◆ WHAT TO DO
Would you copy the material below word for word, beginning with its first line and ending with the line that contains "use url::Url;"?

★ ★ ★ ★ ★

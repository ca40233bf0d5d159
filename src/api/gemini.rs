//! Implements `Assistant` with the Generative Language REST API.

use crate::api::{
    Assistant, ChatTurn, ExtractedInvoice, ExtractedItem, OnChunk, AUTH_FAILED,
    CONNECTION_FAILED, MISSING_KEY_CHAT, MISSING_KEY_INVOICE, SYSTEM_INSTRUCTION,
    UNREADABLE_INVOICE,
};
use crate::model::Vnd;
use crate::{Config, Result};
use anyhow::{anyhow, Context};
use base64::Engine;
use chrono::NaiveDate;
use reqwest::{Response, StatusCode};
use rust_decimal::Decimal;
use serde::Deserialize;
use serde_json::{json, Value};
use std::fmt::{Display, Formatter};
use tracing::{debug, error, trace};
use url::Url;

const EXTRACTION_PROMPT: &str = "Phân tích hình ảnh hóa đơn này và trích xuất thông tin chi tiết \
    theo cấu trúc JSON đã cho. Ưu tiên các hạng mục chi tiết (tên hàng, số lượng, đơn giá).";

pub struct Gemini {
    client: reqwest::Client,
    base_url: String,
    model: String,
    api_key: Option<String>,
    api_key_env: String,
}

impl Gemini {
    pub fn new(config: &Config) -> Self {
        Self {
            client: reqwest::Client::new(),
            base_url: config.ai_base_url().to_string(),
            model: config.ai_model().to_string(),
            api_key: config.api_key(),
            api_key_env: config.api_key_env().to_string(),
        }
    }

    fn key(&self, missing: &str) -> Result<&str> {
        self.api_key.as_deref().ok_or_else(|| {
            error!("The environment variable {} is not set", self.api_key_env);
            anyhow!("{missing} ({})", self.api_key_env)
        })
    }

    /// `{base}/v1beta/models/{model}:{method}`
    fn endpoint(&self, method: &str) -> Result<Url> {
        let base = Url::parse(&self.base_url)
            .with_context(|| format!("Invalid AI base URL '{}'", self.base_url))?;
        base.join(&format!("v1beta/models/{}:{method}", self.model))
            .context("Unable to build the AI endpoint URL")
    }

    async fn extract(&self, key: &str, image: &[u8], mime_type: &str) -> Result<ExtractedInvoice> {
        let body = json!({
            "contents": [{
                "role": "user",
                "parts": [
                    {
                        "inlineData": {
                            "mimeType": mime_type,
                            "data": base64::engine::general_purpose::STANDARD.encode(image),
                        }
                    },
                    { "text": EXTRACTION_PROMPT },
                ]
            }],
            "generationConfig": {
                "responseMimeType": "application/json",
                "responseSchema": invoice_schema(),
            }
        });

        let url = self.endpoint("generateContent")?;
        debug!("Sending {} image bytes to {url}", image.len());
        let response = self
            .client
            .post(url)
            .header("x-goog-api-key", key)
            .json(&body)
            .send()
            .await
            .context("Failed to send the invoice extraction request")?;
        let response: GenerateResponse = check(response)
            .await?
            .json()
            .await
            .context("Failed to parse the invoice extraction response")?;

        let text = response.text();
        if text.trim().is_empty() {
            anyhow::bail!("Trợ lý AI không trả về nội dung JSON hợp lệ.");
        }
        parse_invoice(text.trim())
    }

    async fn chat(
        &self,
        key: &str,
        history: &[ChatTurn],
        message: &str,
        on_chunk: OnChunk<'_>,
    ) -> Result<String> {
        let mut contents: Vec<Value> = history
            .iter()
            .map(|turn| json!({ "role": turn.role, "parts": [{ "text": turn.text }] }))
            .collect();
        contents.push(json!({ "role": "user", "parts": [{ "text": message }] }));
        let body = json!({
            "systemInstruction": { "parts": [{ "text": SYSTEM_INSTRUCTION }] },
            "contents": contents,
        });

        let mut url = self.endpoint("streamGenerateContent")?;
        url.query_pairs_mut().append_pair("alt", "sse");
        debug!("Streaming chat reply from {url}");
        let response = self
            .client
            .post(url)
            .header("x-goog-api-key", key)
            .json(&body)
            .send()
            .await
            .context("Failed to send the chat request")?;
        let mut response = check(response).await?;

        let mut lines = SseLines::default();
        let mut reply = String::new();
        while let Some(bytes) = response
            .chunk()
            .await
            .context("Failed to read the chat stream")?
        {
            for line in lines.push(&bytes) {
                if let Some(text) = event_text(&line)? {
                    on_chunk(&text);
                    reply.push_str(&text);
                }
            }
        }
        if let Some(line) = lines.finish() {
            if let Some(text) = event_text(&line)? {
                on_chunk(&text);
                reply.push_str(&text);
            }
        }
        trace!("Chat reply finished after {} characters", reply.chars().count());
        Ok(reply)
    }
}

#[async_trait::async_trait]
impl Assistant for Gemini {
    async fn extract_invoice_fields(
        &self,
        image: &[u8],
        mime_type: &str,
    ) -> Result<ExtractedInvoice> {
        let key = self.key(MISSING_KEY_INVOICE)?;
        self.extract(key, image, mime_type).await.map_err(|e| {
            error!("Lỗi khi phân tích hóa đơn bằng AI: {e:#}");
            anyhow!(UNREADABLE_INVOICE)
        })
    }

    async fn stream_chat_reply(
        &self,
        history: &[ChatTurn],
        message: &str,
        on_chunk: OnChunk<'_>,
    ) -> Result<String> {
        let key = self.key(MISSING_KEY_CHAT)?;
        self.chat(key, history, message, on_chunk)
            .await
            .map_err(|e| {
                error!("Error streaming chat response: {e:#}");
                match e.downcast_ref::<StatusError>() {
                    Some(status) if status.is_auth() => anyhow!(AUTH_FAILED),
                    _ => anyhow!(CONNECTION_FAILED),
                }
            })
    }
}

/// A non-success HTTP status from the service.
#[derive(Debug)]
struct StatusError {
    status: StatusCode,
    body: String,
}

impl StatusError {
    fn is_auth(&self) -> bool {
        matches!(
            self.status,
            StatusCode::BAD_REQUEST | StatusCode::UNAUTHORIZED | StatusCode::FORBIDDEN
        )
    }
}

impl Display for StatusError {
    fn fmt(&self, f: &mut Formatter<'_>) -> std::fmt::Result {
        write!(f, "AI service returned {}: {}", self.status, self.body)
    }
}

impl std::error::Error for StatusError {}

async fn check(response: Response) -> Result<Response> {
    let status = response.status();
    if status.is_success() {
        return Ok(response);
    }
    let body = response
        .text()
        .await
        .unwrap_or_else(|_| "Unable to read response body".to_string());
    Err(anyhow::Error::new(StatusError { status, body }))
}

#[derive(Debug, Default, Deserialize)]
struct GenerateResponse {
    #[serde(default)]
    candidates: Vec<Candidate>,
}

#[derive(Debug, Default, Deserialize)]
struct Candidate {
    #[serde(default)]
    content: Content,
}

#[derive(Debug, Default, Deserialize)]
struct Content {
    #[serde(default)]
    parts: Vec<Part>,
}

#[derive(Debug, Default, Deserialize)]
struct Part {
    #[serde(default)]
    text: String,
}

impl GenerateResponse {
    /// The text of the first candidate.
    fn text(&self) -> String {
        self.candidates
            .first()
            .map(|c| c.content.parts.iter().map(|p| p.text.as_str()).collect())
            .unwrap_or_default()
    }
}

/// Splits a byte stream into lines. Bytes are held until a full line arrives so that multi-byte
/// characters split across chunks are decoded whole.
#[derive(Debug, Default)]
struct SseLines {
    buf: Vec<u8>,
}

impl SseLines {
    fn push(&mut self, bytes: &[u8]) -> Vec<String> {
        self.buf.extend_from_slice(bytes);
        let mut lines = Vec::new();
        while let Some(pos) = self.buf.iter().position(|&b| b == b'\n') {
            let line: Vec<u8> = self.buf.drain(..=pos).collect();
            lines.push(String::from_utf8_lossy(&line).trim_end().to_string());
        }
        lines
    }

    fn finish(&mut self) -> Option<String> {
        if self.buf.is_empty() {
            return None;
        }
        let line = String::from_utf8_lossy(&self.buf).trim_end().to_string();
        self.buf.clear();
        Some(line)
    }
}

/// The reply text carried by one `data:` line of the event stream.
fn event_text(line: &str) -> Result<Option<String>> {
    let Some(data) = line.strip_prefix("data:") else {
        return Ok(None);
    };
    let event: GenerateResponse =
        serde_json::from_str(data.trim()).context("Invalid event in the chat stream")?;
    let text = event.text();
    Ok((!text.is_empty()).then_some(text))
}

#[derive(Debug, Deserialize)]
#[serde(rename_all = "camelCase")]
struct InvoiceJson {
    #[serde(default)]
    supplier_name: String,
    #[serde(default)]
    supplier_tax_code: String,
    #[serde(default)]
    date: String,
    #[serde(default)]
    line_items: Vec<ItemJson>,
}

#[derive(Debug, Deserialize)]
#[serde(rename_all = "camelCase")]
struct ItemJson {
    #[serde(default)]
    name: String,
    quantity: Option<Decimal>,
    unit_price: Option<Decimal>,
}

/// Missing quantities become 1 and missing prices become 0. An unreadable date is left empty.
fn parse_invoice(json: &str) -> Result<ExtractedInvoice> {
    let raw: InvoiceJson =
        serde_json::from_str(json).context("The invoice extraction is not the expected JSON")?;
    Ok(ExtractedInvoice {
        supplier_name: raw.supplier_name.trim().to_string(),
        supplier_tax_code: raw.supplier_tax_code.trim().to_string(),
        date: NaiveDate::parse_from_str(raw.date.trim(), "%Y-%m-%d").ok(),
        line_items: raw
            .line_items
            .into_iter()
            .map(|i| ExtractedItem {
                name: i.name.trim().to_string(),
                quantity: i.quantity.unwrap_or(Decimal::ONE),
                unit_price: Vnd::from(i.unit_price.unwrap_or_default()),
            })
            .collect(),
    })
}

fn invoice_schema() -> Value {
    json!({
        "type": "OBJECT",
        "properties": {
            "supplierName": {
                "type": "STRING",
                "description": "Tên nhà cung cấp hoặc người bán.",
            },
            "supplierTaxCode": {
                "type": "STRING",
                "description": "Mã số thuế của nhà cung cấp. Nếu không có, trả về chuỗi rỗng.",
            },
            "date": {
                "type": "STRING",
                "description": "Ngày trên hóa đơn, định dạng YYYY-MM-DD. Nếu không rõ, trả về ngày hôm nay.",
            },
            "lineItems": {
                "type": "ARRAY",
                "description": "Danh sách các hạng mục chi tiết trên hóa đơn.",
                "items": {
                    "type": "OBJECT",
                    "properties": {
                        "name": { "type": "STRING", "description": "Tên sản phẩm hoặc dịch vụ." },
                        "quantity": {
                            "type": "NUMBER",
                            "description": "Số lượng. Mặc định là 1 nếu không rõ.",
                        },
                        "unitPrice": {
                            "type": "NUMBER",
                            "description": "Đơn giá của sản phẩm/dịch vụ. Nếu chỉ có tổng thành tiền cho hạng mục, hãy coi đó là đơn giá và số lượng là 1.",
                        },
                    },
                    "required": ["name", "quantity", "unitPrice"],
                },
            },
        },
        "required": ["supplierName", "date", "lineItems"],
    })
}

#[cfg(test)]
mod tests {
    use super::*;
    use rust_decimal_macros::dec;

    #[test]
    fn test_parse_invoice_defaults() {
        let json = r#"{
            "supplierName": " Tạp hóa Bình ",
            "date": "2026-02-30",
            "lineItems": [
                { "name": "Nước mắm", "quantity": 3, "unitPrice": 45000 },
                { "name": "Phí giao hàng", "unitPrice": 20000 },
                { "name": "Quà tặng", "quantity": 1 }
            ]
        }"#;
        let invoice = parse_invoice(json).unwrap();
        assert_eq!(invoice.supplier_name, "Tạp hóa Bình");
        assert_eq!(invoice.supplier_tax_code, "");
        assert_eq!(invoice.date, None);
        assert_eq!(invoice.line_items[0].quantity, dec!(3));
        assert_eq!(invoice.line_items[1].quantity, Decimal::ONE);
        assert_eq!(invoice.line_items[2].unit_price, Vnd::ZERO);
    }

    #[test]
    fn test_parse_invoice_rejects_garbage() {
        assert!(parse_invoice("xin chào").is_err());
    }

    #[test]
    fn test_sse_lines_keep_split_characters() {
        let event = "data: {\"candidates\":[{\"content\":{\"parts\":[{\"text\":\"Thuế\"}]}}]}\n\n";
        let bytes = event.as_bytes();
        // split inside the multi-byte 'ế'
        let cut = event.find('ế').unwrap() + 1;
        let mut lines = SseLines::default();
        assert!(lines.push(&bytes[..cut]).is_empty());
        let got = lines.push(&bytes[cut..]);
        assert_eq!(got.len(), 2);
        assert_eq!(event_text(&got[0]).unwrap().as_deref(), Some("Thuế"));
        assert_eq!(event_text(&got[1]).unwrap(), None);
        assert!(lines.finish().is_none());
    }

    #[test]
    fn test_event_text_ignores_other_fields() {
        assert_eq!(event_text("event: ping").unwrap(), None);
        assert_eq!(event_text(r#"data: {"candidates":[]}"#).unwrap(), None);
        assert!(event_text("data: {").is_err());
    }

    #[test]
    fn test_status_error_classification() {
        let e = StatusError {
            status: StatusCode::FORBIDDEN,
            body: String::new(),
        };
        assert!(e.is_auth());
        let e = StatusError {
            status: StatusCode::INTERNAL_SERVER_ERROR,
            body: String::new(),
        };
        assert!(!e.is_auth());
    }
}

★ ★ ★ ★ ★

◆ TASK OUTPUT
repository ca40233bf0d5d159
filename src/api/gemini.rs
//! Implements `Assistant` with the Generative Language REST API.

use crate::api::{
    Assistant, ChatTurn, ExtractedInvoice, ExtractedItem, OnChunk, AUTH_FAILED,
    CONNECTION_FAILED, MISSING_KEY_CHAT, MISSING_KEY_INVOICE, SYSTEM_INSTRUCTION,
    UNREADABLE_INVOICE,
};
use crate::model::Vnd;
use crate::{Config, Result};
use anyhow::{anyhow, Context};
use base64::Engine;
use chrono::NaiveDate;
use reqwest::{Response, StatusCode};
use rust_decimal::Decimal;
use serde::Deserialize;
use serde_json::{json, Value};
use std::fmt::{Display, Formatter};
use tracing::{debug, error, trace};
use url::Url;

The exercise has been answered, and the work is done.